• [GIVEN DATA]
//! Utility functions for kvcoord

use std::future::Future;
use std::time::Duration;

use crate::common::{Error, OpContext, Result};

/// Parse duration string (e.g., "30s", "5m", "1h", "7d")
pub fn parse_duration(s: &str) -> Result<Duration> {
    let s = s.trim();
    if s.is_empty() {
        return Err(Error::InvalidConfig("empty duration".into()));
    }

    let split = s
        .find(|c: char| !c.is_ascii_digit())
        .ok_or_else(|| Error::InvalidConfig(format!("missing duration unit: {}", s)))?;
    let (num_str, unit) = s.split_at(split);

    let num: u64 = num_str
        .parse()
        .map_err(|_| Error::InvalidConfig(format!("invalid duration: {}", s)))?;

    let secs_per_unit = match unit {
        "ms" => return Ok(Duration::from_millis(num)),
        "s" => 1,
        "m" => 60,
        "h" => 3600,
        "d" => 86400,
        _ => {
            return Err(Error::InvalidConfig(format!(
                "unknown duration unit: {}",
                unit
            )))
        }
    };

    num.checked_mul(secs_per_unit)
        .map(Duration::from_secs)
        .ok_or_else(|| Error::InvalidConfig(format!("duration out of range: {}", s)))
}

/// Render a duration in the largest unit that represents it exactly
pub fn format_duration(d: Duration) -> String {
    let ms = d.as_millis();
    if ms % 1000 != 0 {
        return format!("{}ms", ms);
    }
    let secs = d.as_secs();
    if secs == 0 {
        "0s".to_string()
    } else if secs % 86400 == 0 {
        format!("{}d", secs / 86400)
    } else if secs % 3600 == 0 {
        format!("{}h", secs / 3600)
    } else if secs % 60 == 0 {
        format!("{}m", secs / 60)
    } else {
        format!("{}s", secs)
    }
}

/// Serde adapter for durations written as "500ms" / "30s" / "5m" strings
pub mod duration_str {
    use serde::{Deserialize, Deserializer, Serializer};
    use std::time::Duration;

    pub fn serialize<S: Serializer>(d: &Duration, s: S) -> Result<S::Ok, S::Error> {
        s.serialize_str(&super::format_duration(*d))
    }

    pub fn deserialize<'de, D: Deserializer<'de>>(d: D) -> Result<Duration, D::Error> {
        let raw = String::deserialize(d)?;
        super::parse_duration(&raw).map_err(serde::de::Error::custom)
    }
}

/// Same as [`duration_str`] for maps of prefix -> duration
pub mod duration_map {
    use serde::ser::SerializeMap;
    use serde::{Deserialize, Deserializer, Serializer};
    use std::collections::HashMap;
    use std::time::Duration;

    pub fn serialize<S: Serializer>(
        map: &HashMap<String, Duration>,
        s: S,
    ) -> Result<S::Ok, S::Error> {
        let mut out = s.serialize_map(Some(map.len()))?;
        for (k, v) in map {
            out.serialize_entry(k, &super::format_duration(*v))?;
        }
        out.end()
    }

    pub fn deserialize<'de, D: Deserializer<'de>>(
        d: D,
    ) -> Result<HashMap<String, Duration>, D::Error> {
        let raw = HashMap::<String, String>::deserialize(d)?;
        raw.into_iter()
            .map(|(k, v)| {
                super::parse_duration(&v)
                    .map(|d| (k, d))
                    .map_err(serde::de::Error::custom)
            })
            .collect()
    }
}

/// Validate key (must be non-empty, reasonable length)
pub fn validate_key(key: &str) -> Result<()> {
    if key.is_empty() {
        return Err(Error::InvalidConfig("key cannot be empty".into()));
    }

    if key.len() > 1024 {
        return Err(Error::InvalidConfig("key too long (max 1024 bytes)".into()));
    }

    if key.chars().any(|c| c.is_control()) {
        return Err(Error::InvalidConfig("key contains invalid characters".into()));
    }

    Ok(())
}

/// Escape glob metacharacters so `s` matches only itself inside a pattern
pub fn escape_glob(s: &str) -> String {
    let mut out = String::with_capacity(s.len());
    for c in s.chars() {
        if matches!(c, '*' | '?' | '[' | ']' | '\\') {
            out.push('\\');
        }
        out.push(c);
    }
    out
}

/// Redis-style glob matching: `*`, `?`, `[abc]`, `[^a-z]`, `\x`
pub fn glob_match(pattern: &str, key: &str) -> bool {
    let p: Vec<char> = pattern.chars().collect();
    let k: Vec<char> = key.chars().collect();
    glob_match_at(&p, &k)
}

fn glob_match_at(p: &[char], k: &[char]) -> bool {
    let (mut pi, mut ki) = (0, 0);
    // Position to resume from after the last `*`
    let mut star: Option<(usize, usize)> = None;

    while ki < k.len() {
        if pi < p.len() {
            match p[pi] {
                '*' => {
                    star = Some((pi, ki));
                    pi += 1;
                    continue;
                }
                '?' => {
                    pi += 1;
                    ki += 1;
                    continue;
                }
                '[' => {
                    if let Some((matched, next)) = match_class(p, pi, k[ki]) {
                        if matched {
                            pi = next;
                            ki += 1;
                            continue;
                        }
                    }
                }
                '\\' if pi + 1 < p.len() => {
                    if p[pi + 1] == k[ki] {
                        pi += 2;
                        ki += 1;
                        continue;
                    }
                }
                c => {
                    if c == k[ki] {
                        pi += 1;
                        ki += 1;
                        continue;
                    }
                }
            }
        }

        match star {
            Some((sp, sk)) => {
                pi = sp + 1;
                ki = sk + 1;
                star = Some((sp, sk + 1));
            }
            None => return false,
        }
    }

    p[pi..].iter().all(|&c| c == '*')
}

/// Match `c` against the class opening at `p[start]`; returns (matched, index after `]`)
fn match_class(p: &[char], start: usize, c: char) -> Option<(bool, usize)> {
    let mut i = start + 1;
    let negate = i < p.len() && p[i] == '^';
    if negate {
        i += 1;
    }

    let mut matched = false;
    while i < p.len() && p[i] != ']' {
        let lo = if p[i] == '\\' && i + 1 < p.len() {
            i += 1;
            p[i]
        } else {
            p[i]
        };

        if i + 2 < p.len() && p[i + 1] == '-' && p[i + 2] != ']' {
            let hi = p[i + 2];
            if lo <= c && c <= hi {
                matched = true;
            }
            i += 3;
        } else {
            if lo == c {
                matched = true;
            }
            i += 1;
        }
    }

    if i >= p.len() {
        return None;
    }
    Some((matched != negate, i + 1))
}

/// Linear backoff after failed attempt `attempt`, saturating at `Duration::MAX`
fn backoff_delay(base_delay: Duration, attempt: u32) -> Duration {
    base_delay.checked_mul(attempt).unwrap_or(Duration::MAX)
}

/// Retry with linear backoff: after failed attempt `n` sleep `n * base_delay`
///
/// Only retryable errors are retried; everything else returns immediately.
/// Backoff sleeps go through `ctx`, so cancellation stops the loop early.
pub async fn retry_with_backoff<F, Fut, T>(
    ctx: &OpContext,
    op: &str,
    max_attempts: u32,
    base_delay: Duration,
    mut f: F,
) -> Result<T>
where
    F: FnMut() -> Fut,
    Fut: Future<Output = Result<T>>,
{
    let max_attempts = max_attempts.max(1);
    let mut attempt = 0;

    loop {
        attempt += 1;
        match f().await {
            Ok(result) => return Ok(result),
            Err(e) if !e.is_retryable() => return Err(e),
            Err(e) if attempt >= max_attempts => {
                return Err(Error::RetriesExhausted {
                    attempts: attempt,
                    source: Box::new(e),
                })
            }
            Err(e) => {
                let delay = backoff_delay(base_delay, attempt);
                tracing::warn!(
                    op,
                    attempt,
                    max_attempts,
                    delay_ms = delay.as_millis() as u64,
                    "Retry attempt failed: {}",
                    e
                );
                ctx.sleep(op, delay).await?;
            }
        }
    }
}

#[cfg(test)]
mod tests {
    use super::*;
    use std::sync::atomic::{AtomicU32, Ordering};

    #[test]
    fn test_parse_duration() {
        assert_eq!(parse_duration("500ms").unwrap(), Duration::from_millis(500));
        assert_eq!(parse_duration("30s").unwrap(), Duration::from_secs(30));
        assert_eq!(parse_duration("5m").unwrap(), Duration::from_secs(300));
        assert_eq!(parse_duration("1h").unwrap(), Duration::from_secs(3600));
        assert_eq!(parse_duration("7d").unwrap(), Duration::from_secs(604800));
    }

    #[test]
    fn test_parse_duration_invalid() {
        assert!(parse_duration("").is_err());
        assert!(parse_duration("abc").is_err());
        assert!(parse_duration("10x").is_err());
        assert!(parse_duration("10").is_err());
    }

    #[test]
    fn test_backoff_delay_saturates() {
        assert_eq!(backoff_delay(Duration::from_millis(100), 3), Duration::from_millis(300));
        assert_eq!(backoff_delay(Duration::MAX, 2), Duration::MAX);
        assert_eq!(backoff_delay(Duration::from_secs(u64::MAX / 2), 3), Duration::MAX);
    }

    #[test]
    fn test_parse_duration_out_of_range() {
        assert!(matches!(
            parse_duration("999999999999999d"),
            Err(Error::InvalidConfig(_))
        ));
        assert!(matches!(
            parse_duration(&format!("{}h", u64::MAX)),
            Err(Error::InvalidConfig(_))
        ));
        assert_eq!(
            parse_duration(&format!("{}s", u64::MAX)).unwrap(),
            Duration::from_secs(u64::MAX)
        );
    }

    #[test]
    fn test_format_duration_reparses() {
        for d in [
            Duration::from_millis(1500),
            Duration::from_secs(45),
            Duration::from_secs(600),
            Duration::from_secs(7200),
            Duration::from_secs(172800),
        ] {
            assert_eq!(parse_duration(&format_duration(d)).unwrap(), d);
        }
        assert_eq!(format_duration(Duration::from_secs(300)), "5m");
    }

    #[test]
    fn test_validate_key() {
        assert!(validate_key("normal-key").is_ok());
        assert!(validate_key("user:42:profile").is_ok());
        assert!(validate_key("").is_err());
        assert!(validate_key(&"x".repeat(2000)).is_err());
        assert!(validate_key("bad\nkey").is_err());
    }

    #[test]
    fn test_glob_match() {
        assert!(glob_match("user:*", "user:42"));
        assert!(glob_match("user:*", "user:"));
        assert!(!glob_match("user:*", "users:1"));
        assert!(glob_match("*:profile", "user:42:profile"));
        assert!(glob_match("h?llo", "hello"));
        assert!(!glob_match("h?llo", "heello"));
        assert!(glob_match("h[ae]llo", "hallo"));
        assert!(!glob_match("h[ae]llo", "hillo"));
        assert!(glob_match("h[^e]llo", "hallo"));
        assert!(!glob_match("h[^e]llo", "hello"));
        assert!(glob_match("v[0-9]", "v7"));
        assert!(glob_match("a*b*c", "axxbyyc"));
        assert!(!glob_match("a*b*c", "axxbyy"));
    }

    #[test]
    fn test_escaped_glob_is_literal() {
        let tag = "team*[1]";
        let pattern = format!("tag:{}:*", escape_glob(tag));
        assert!(glob_match(&pattern, "tag:team*[1]:user:1"));
        assert!(!glob_match(&pattern, "tag:teamX1:user:1"));
        assert!(!glob_match(&pattern, "tag:team*1:user:1"));
    }

    #[tokio::test(start_paused = true)]
    async fn test_retry_succeeds_after_transient_failures() {
        let calls = AtomicU32::new(0);
        let counter = &calls;
        let ctx = OpContext::background();
        let start = tokio::time::Instant::now();

        let value = retry_with_backoff(&ctx, "get", 5, Duration::from_millis(100), move || async move {
            if counter.fetch_add(1, Ordering::SeqCst) < 2 {
                Err(Error::TransientStore("connection reset".into()))
            } else {
                Ok("ok")
            }
        })
        .await
        .unwrap();

        assert_eq!(value, "ok");
        assert_eq!(calls.load(Ordering::SeqCst), 3);
        // 1 * 100ms + 2 * 100ms
        assert_eq!(start.elapsed(), Duration::from_millis(300));
    }

    #[tokio::test(start_paused = true)]
    async fn test_retry_exhaustion_reports_attempts() {
        let ctx = OpContext::background();
        let result: Result<()> = retry_with_backoff(&ctx, "set", 3, Duration::from_millis(10), || async {
            Err(Error::TransientStore("timeout".into()))
        })
        .await;

        match result {
            Err(Error::RetriesExhausted { attempts, source }) => {
                assert_eq!(attempts, 3);
                assert!(source.is_retryable());
            }
            other => panic!("expected exhaustion, got {:?}", other),
        }
    }

    #[tokio::test]
    async fn test_not_found_is_terminal() {
        let calls = AtomicU32::new(0);
        let counter = &calls;
        let ctx = OpContext::background();
        let result: Result<()> = retry_with_backoff(&ctx, "get", 5, Duration::from_millis(10), move || async move {
            counter.fetch_add(1, Ordering::SeqCst);
            Err(Error::NotFound("k".into()))
        })
        .await;

        assert!(matches!(result, Err(Error::NotFound(_))));
        assert_eq!(calls.load(Ordering::SeqCst), 1);
    }

    #[tokio::test(start_paused = true)]
    async fn test_cancellation_aborts_backoff() {
        let calls = AtomicU32::new(0);
        let counter = &calls;
        let ctx = OpContext::background();
        let canceller = ctx.clone();
        tokio::spawn(async move {
            tokio::time::sleep(Duration::from_millis(50)).await;
            canceller.cancel();
        });

        let result: Result<()> = retry_with_backoff(&ctx, "get", 10, Duration::from_secs(1), move || async move {
            counter.fetch_add(1, Ordering::SeqCst);
            Err(Error::TransientStore("refused".into()))
        })
        .await;

        assert!(matches!(result, Err(Error::Cancelled)));
        assert_eq!(calls.load(Ordering::SeqCst), 1);
    }
}
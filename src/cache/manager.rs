//! Prefixed, policy-driven cache over the shared store

use serde::de::DeserializeOwned;
use serde::Serialize;
use std::future::Future;
use std::sync::Arc;
use std::time::Duration;

use super::strategy::CacheStrategy;
use crate::common::metrics::{CacheStats, CacheStatsSnapshot};
use crate::common::utils::escape_glob;
use crate::common::{Error, OpContext, Result};
use crate::store::KvClient;

/// Outcome of a warmup pass
#[derive(Debug, Clone, Default, PartialEq, Eq, Serialize)]
pub struct WarmupReport {
    pub warmed: usize,
    pub failed: usize,
}

#[derive(Clone)]
pub struct CacheManager {
    client: KvClient,
    strategy: Arc<CacheStrategy>,
    stats: Arc<CacheStats>,
}

impl CacheManager {
    pub fn new(client: KvClient, strategy: CacheStrategy) -> Self {
        tracing::debug!(
            key_prefix = %strategy.key_prefix,
            default_ttl_ms = strategy.default_ttl.as_millis() as u64,
            eviction = strategy.eviction_policy.as_redis_policy(),
            "Cache manager configured"
        );
        Self {
            client,
            strategy: Arc::new(strategy),
            stats: Arc::new(CacheStats::default()),
        }
    }

    pub fn strategy(&self) -> &CacheStrategy {
        &self.strategy
    }

    pub fn client(&self) -> &KvClient {
        &self.client
    }

    /// Store key for a logical key
    pub fn storage_key(&self, key: &str) -> String {
        format!("{}{}", self.strategy.key_prefix, key)
    }

    pub fn ttl_for_key(&self, key: &str) -> Duration {
        self.strategy.ttl_for_key(key)
    }

    fn resolve_ttl(&self, key: &str, ttl: Option<Duration>) -> Duration {
        match ttl {
            Some(ttl) => self.strategy.clamp(ttl),
            None => self.strategy.ttl_for_key(key),
        }
    }

    pub async fn get(&self, ctx: &OpContext, key: &str) -> Result<Vec<u8>> {
        let result = self.client.get(ctx, &self.storage_key(key)).await;
        match &result {
            Ok(_) => self.stats.hits.inc(),
            Err(e) if e.is_not_found() => self.stats.misses.inc(),
            Err(_) => {}
        }
        result
    }

    pub async fn get_json<T: DeserializeOwned>(&self, ctx: &OpContext, key: &str) -> Result<T> {
        let bytes = self.get(ctx, key).await?;
        decode(key, &bytes)
    }

    /// Read `key`, computing and storing it on a miss
    ///
    /// Any read failure other than cancellation or deadline counts as a miss.
    /// The computed value is returned even if writing it back fails.
    pub async fn get_with_fallback<F, Fut>(
        &self,
        ctx: &OpContext,
        key: &str,
        compute: F,
    ) -> Result<Vec<u8>>
    where
        F: FnOnce() -> Fut,
        Fut: Future<Output = Result<Vec<u8>>>,
    {
        match self.read_for_fallback(ctx, key).await? {
            Some(bytes) => Ok(bytes),
            None => {
                let value = self.compute(compute).await?;
                self.write_back(ctx, key, &value).await;
                Ok(value)
            }
        }
    }

    /// Typed [`get_with_fallback`](Self::get_with_fallback). A cached value
    /// that fails to decode is recomputed.
    pub async fn get_json_with_fallback<T, F, Fut>(
        &self,
        ctx: &OpContext,
        key: &str,
        compute: F,
    ) -> Result<T>
    where
        T: Serialize + DeserializeOwned,
        F: FnOnce() -> Fut,
        Fut: Future<Output = Result<T>>,
    {
        if let Some(bytes) = self.read_for_fallback(ctx, key).await? {
            match decode(key, &bytes) {
                Ok(value) => return Ok(value),
                Err(e) => tracing::warn!(key, "Discarding undecodable cache entry: {}", e),
            }
        }

        let value = self.compute(compute).await?;
        let bytes = serde_json::to_vec(&value)?;
        self.write_back(ctx, key, &bytes).await;
        Ok(value)
    }

    /// `Ok(None)` means compute; only context errors are returned
    async fn read_for_fallback(&self, ctx: &OpContext, key: &str) -> Result<Option<Vec<u8>>> {
        match self.get(ctx, key).await {
            Ok(bytes) => Ok(Some(bytes)),
            Err(e) if e.is_context_error() => Err(e),
            Err(e) if e.is_not_found() => Ok(None),
            Err(e) => {
                self.stats.misses.inc();
                tracing::warn!(key, "Cache read failed, computing value: {}", e);
                Ok(None)
            }
        }
    }

    async fn compute<T, F, Fut>(&self, compute: F) -> Result<T>
    where
        F: FnOnce() -> Fut,
        Fut: Future<Output = Result<T>>,
    {
        self.stats.computations.inc();
        compute().await
    }

    async fn write_back(&self, ctx: &OpContext, key: &str, value: &[u8]) {
        if let Err(e) = self.set(ctx, key, value, None).await {
            self.stats.write_failures.inc();
            tracing::warn!(key, "Failed to cache computed value: {}", e);
        }
    }

    /// Store under the prefix. `None` uses the policy TTL; explicit TTLs
    /// are clamped to `max_ttl`.
    pub async fn set(
        &self,
        ctx: &OpContext,
        key: &str,
        value: &[u8],
        ttl: Option<Duration>,
    ) -> Result<()> {
        let ttl = self.resolve_ttl(key, ttl);
        self.client
            .set(ctx, &self.storage_key(key), value, Some(ttl))
            .await
    }

    pub async fn set_json<T: Serialize + ?Sized>(
        &self,
        ctx: &OpContext,
        key: &str,
        value: &T,
        ttl: Option<Duration>,
    ) -> Result<()> {
        let bytes = serde_json::to_vec(value)?;
        self.set(ctx, key, &bytes, ttl).await
    }

    pub async fn set_with_strategy(&self, ctx: &OpContext, key: &str, value: &[u8]) -> Result<()> {
        self.set(ctx, key, value, None).await
    }

    /// Returns whether an entry was removed
    pub async fn delete(&self, ctx: &OpContext, key: &str) -> Result<bool> {
        let removed = self.client.delete(ctx, &[self.storage_key(key)]).await?;
        self.stats.invalidations.add(removed);
        Ok(removed > 0)
    }

    /// Delete every entry whose logical key matches `pattern`
    ///
    /// Keys that fail to delete are logged and skipped.
    pub async fn delete_pattern(&self, ctx: &OpContext, pattern: &str) -> Result<u64> {
        let full_pattern = format!("{}{}", escape_glob(&self.strategy.key_prefix), pattern);
        let keys = self.client.keys(ctx, &full_pattern).await?;

        let mut removed = 0;
        for key in &keys {
            match self.client.delete(ctx, &[key]).await {
                Ok(n) => removed += n,
                Err(e) if e.is_context_error() => return Err(e),
                Err(e) => tracing::warn!(key = %key, "Failed to delete cache key: {}", e),
            }
        }

        self.stats.invalidations.add(removed);
        tracing::debug!(pattern, matched = keys.len(), removed, "Deleted cache pattern");
        Ok(removed)
    }

    /// Populate the configured warmup keys
    ///
    /// Does nothing unless `warmup_enabled`. Failures of individual keys
    /// are logged and counted.
    pub async fn warmup<F, Fut>(&self, ctx: &OpContext, mut warmup_fn: F) -> Result<WarmupReport>
    where
        F: FnMut(String) -> Fut,
        Fut: Future<Output = Result<Vec<u8>>>,
    {
        let mut report = WarmupReport::default();
        if !self.strategy.warmup_enabled {
            return Ok(report);
        }

        for key in &self.strategy.warmup_keys {
            ctx.check("warmup")?;
            let outcome = match warmup_fn(key.clone()).await {
                Ok(value) => self.set_with_strategy(ctx, key, &value).await,
                Err(e) => Err(e),
            };
            match outcome {
                Ok(()) => report.warmed += 1,
                Err(e) if e.is_context_error() => return Err(e),
                Err(e) => {
                    report.failed += 1;
                    tracing::warn!(key = %key, "Cache warmup failed: {}", e);
                }
            }
        }

        tracing::info!(warmed = report.warmed, failed = report.failed, "Cache warmup complete");
        Ok(report)
    }

    pub fn stats(&self) -> CacheStatsSnapshot {
        self.stats.snapshot()
    }

    pub(crate) fn record_invalidations(&self, n: u64) {
        self.stats.invalidations.add(n);
    }
}

fn decode<T: DeserializeOwned>(key: &str, bytes: &[u8]) -> Result<T> {
    serde_json::from_slice(bytes).map_err(|e| Error::Deserialization {
        key: key.to_string(),
        reason: e.to_string(),
    })
}
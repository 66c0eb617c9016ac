//! In-memory backend
//!
//! Single-process stand-in for the shared store. Expiry is evaluated lazily
//! on access against the tokio clock, so paused-time tests can advance it.
//! The built-in scripts run natively under the write lock.

use async_trait::async_trait;
use std::collections::HashMap;
use std::sync::atomic::{AtomicBool, Ordering};
use std::time::Duration;
use tokio::sync::RwLock;
use tokio::time::Instant;

use super::script::{EvalReply, Script, EXTEND_IF_OWNED, RELEASE_IF_OWNED};
use super::{KvBackend, Ttl};
use crate::common::utils::glob_match;
use crate::common::{Error, Result};

#[derive(Debug, Clone)]
struct Entry {
    value: Vec<u8>,
    expires_at: Option<Instant>,
}

impl Entry {
    fn new(value: &[u8], ttl: Option<Duration>) -> Self {
        Self {
            value: value.to_vec(),
            expires_at: ttl.map(|ttl| Instant::now() + ttl),
        }
    }

    fn is_live(&self, now: Instant) -> bool {
        self.expires_at.map(|at| at > now).unwrap_or(true)
    }
}

#[derive(Debug, Default)]
pub struct MemoryBackend {
    entries: RwLock<HashMap<String, Entry>>,
    closed: AtomicBool,
}

impl MemoryBackend {
    pub fn new() -> Self {
        Self::default()
    }

    fn ensure_open(&self) -> Result<()> {
        if self.closed.load(Ordering::Acquire) {
            return Err(Error::Closed);
        }
        Ok(())
    }

    /// Drop expired entries, returning how many were removed
    pub async fn purge_expired(&self) -> usize {
        let now = Instant::now();
        let mut entries = self.entries.write().await;
        let before = entries.len();
        entries.retain(|_, entry| entry.is_live(now));
        before - entries.len()
    }

    /// Number of live keys
    pub async fn len(&self) -> usize {
        let now = Instant::now();
        self.entries
            .read()
            .await
            .values()
            .filter(|entry| entry.is_live(now))
            .count()
    }

    pub async fn is_empty(&self) -> bool {
        self.len().await == 0
    }

    /// Compare the stored value with `token` and apply `act` on a match
    async fn compare_and_act<F>(&self, key: &str, token: &str, act: F) -> i64
    where
        F: FnOnce(&mut HashMap<String, Entry>) -> i64,
    {
        let now = Instant::now();
        let mut entries = self.entries.write().await;
        let owned = entries
            .get(key)
            .filter(|entry| entry.is_live(now))
            .map(|entry| entry.value == token.as_bytes())
            .unwrap_or(false);
        if owned {
            act(&mut entries)
        } else {
            0
        }
    }
}

fn script_arg<'a>(values: &'a [String], index: usize, script: &Script) -> Result<&'a str> {
    values.get(index).map(String::as_str).ok_or_else(|| {
        Error::Store(format!(
            "script {} expects at least {} values, got {}",
            script.name(),
            index + 1,
            values.len()
        ))
    })
}

#[async_trait]
impl KvBackend for MemoryBackend {
    fn name(&self) -> &'static str {
        "memory"
    }

    async fn get(&self, key: &str) -> Result<Option<Vec<u8>>> {
        self.ensure_open()?;
        let now = Instant::now();
        let entries = self.entries.read().await;
        Ok(entries
            .get(key)
            .filter(|entry| entry.is_live(now))
            .map(|entry| entry.value.clone()))
    }

    async fn set(&self, key: &str, value: &[u8], ttl: Option<Duration>) -> Result<()> {
        self.ensure_open()?;
        self.entries
            .write()
            .await
            .insert(key.to_string(), Entry::new(value, ttl));
        Ok(())
    }

    async fn set_nx(&self, key: &str, value: &[u8], ttl: Duration) -> Result<bool> {
        self.ensure_open()?;
        let now = Instant::now();
        let mut entries = self.entries.write().await;
        if entries.get(key).map(|e| e.is_live(now)).unwrap_or(false) {
            return Ok(false);
        }
        entries.insert(key.to_string(), Entry::new(value, Some(ttl)));
        Ok(true)
    }

    async fn delete(&self, keys: &[String]) -> Result<u64> {
        self.ensure_open()?;
        let now = Instant::now();
        let mut entries = self.entries.write().await;
        let mut removed = 0;
        for key in keys {
            if let Some(entry) = entries.remove(key) {
                if entry.is_live(now) {
                    removed += 1;
                }
            }
        }
        Ok(removed)
    }

    async fn exists(&self, key: &str) -> Result<bool> {
        Ok(self.get(key).await?.is_some())
    }

    async fn ttl(&self, key: &str) -> Result<Option<Ttl>> {
        self.ensure_open()?;
        let now = Instant::now();
        let entries = self.entries.read().await;
        Ok(entries
            .get(key)
            .filter(|entry| entry.is_live(now))
            .map(|entry| match entry.expires_at {
                Some(at) => Ttl::Expires(at.saturating_duration_since(now)),
                None => Ttl::Persistent,
            }))
    }

    async fn keys(&self, pattern: &str) -> Result<Vec<String>> {
        self.ensure_open()?;
        let now = Instant::now();
        let entries = self.entries.read().await;
        let mut keys: Vec<String> = entries
            .iter()
            .filter(|(key, entry)| entry.is_live(now) && glob_match(pattern, key))
            .map(|(key, _)| key.clone())
            .collect();
        keys.sort();
        Ok(keys)
    }

    async fn eval(&self, script: &Script, keys: &[String], args: &[String]) -> Result<EvalReply> {
        self.ensure_open()?;

        if *script == RELEASE_IF_OWNED {
            let key = script_arg(keys, 0, script)?;
            let token = script_arg(args, 0, script)?;
            let removed = self
                .compare_and_act(key, token, |entries| {
                    entries.remove(key);
                    1
                })
                .await;
            return Ok(EvalReply::Int(removed));
        }

        if *script == EXTEND_IF_OWNED {
            let key = script_arg(keys, 0, script)?;
            let token = script_arg(args, 0, script)?;
            let ttl_ms: u64 = script_arg(args, 1, script)?
                .parse()
                .map_err(|_| Error::Store(format!("script {}: ttl is not an integer", script.name())))?;
            let extended = self
                .compare_and_act(key, token, |entries| match entries.get_mut(key) {
                    Some(entry) => {
                        entry.expires_at = Some(Instant::now() + Duration::from_millis(ttl_ms));
                        1
                    }
                    None => 0,
                })
                .await;
            return Ok(EvalReply::Int(extended));
        }

        Err(Error::Unsupported(format!(
            "memory backend cannot run script {}",
            script.name()
        )))
    }

    async fn close(&self) -> Result<()> {
        self.closed.store(true, Ordering::Release);
        self.entries.write().await.clear();
        Ok(())
    }
}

• [EXERCISE DESCRIPTION]
Report each line in the data above that holds the word "MemoryBackend" by copying it.

• [TASK RESPONSE]
pub struct MemoryBackend {
impl MemoryBackend {
impl KvBackend for MemoryBackend {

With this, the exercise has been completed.